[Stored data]
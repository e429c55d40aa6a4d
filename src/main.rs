use anyhow::Result;
use clap::Parser;
use std::net::SocketAddr;
use std::sync::Arc;
use tokio::sync::watch;
use tracing::info;

mod config;
mod dashboard;
mod models;
mod resolver;
mod telemetry;

use config::Config;
use dashboard::AppState;
use telemetry::{start_telemetry_poller, GameTelemetryPoller, SportsDataApi, SportsDataClient};

#[tokio::main]
async fn main() -> Result<()> {
    // Initialise tracing / logging
    tracing_subscriber::fmt()
        .with_env_filter(
            tracing_subscriber::EnvFilter::try_from_default_env()
                .unwrap_or_else(|_| tracing_subscriber::EnvFilter::new("info")),
        )
        .init();

    let config = Config::parse();
    config.validate()?;
    let telemetry_config = config.telemetry();

    // Without a key there is nothing to call: the poller serves demo data.
    let api: Option<Arc<dyn SportsDataApi>> = match &telemetry_config.api_key {
        Some(key) => Some(Arc::new(SportsDataClient::new(
            &config.base_url(),
            key,
            &config.api_host,
            telemetry_config.request_timeout,
        )?)),
        None => None,
    };

    if telemetry_config.force_demo_mode {
        info!("🟡 DEMO mode forced – upstream will not be called");
    } else if api.is_none() {
        info!("🟡 No SPORTS_API_KEY configured – serving demo telemetry");
    } else {
        info!("🔴 LIVE mode – polling {} for {}", config.api_host, telemetry_config.team.abbr);
    }

    let initial_player = config.initial_player();
    let poller = Arc::new(GameTelemetryPoller::new(telemetry_config, api, &initial_player));
    let (selection_tx, selection_rx) = watch::channel(initial_player);

    let handle = start_telemetry_poller(Arc::clone(&poller), selection_rx);

    let app = dashboard::router(AppState {
        poller,
        selection: selection_tx,
    });
    let addr: SocketAddr = config.dashboard_addr.parse()?;
    info!("Dashboard API listening on http://{}", addr);
    let listener = tokio::net::TcpListener::bind(addr).await?;

    axum::serve(listener, app)
        .with_graceful_shutdown(async {
            let _ = tokio::signal::ctrl_c().await;
            info!("Shutdown signal received");
        })
        .await?;

    handle.shutdown().await;
    Ok(())
}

## [PROBLEM]
Please transcribe exactly the line containing "let app = dashboard::router(AppState" and every line after it to the end of the data, and no other lines.

## [RESULT]
    let app = dashboard::router(AppState {
        poller,
        selection: selection_tx,
    });
    let addr: SocketAddr = config.dashboard_addr.parse()?;
    info!("Dashboard API listening on http://{}", addr);
    let listener = tokio::net::TcpListener::bind(addr).await?;

    axum::serve(listener, app)
        .with_graceful_shutdown(async {
            let _ = tokio::signal::ctrl_c().await;
            info!("Shutdown signal received");
        })
        .await?;

    handle.shutdown().await;
    Ok(())
}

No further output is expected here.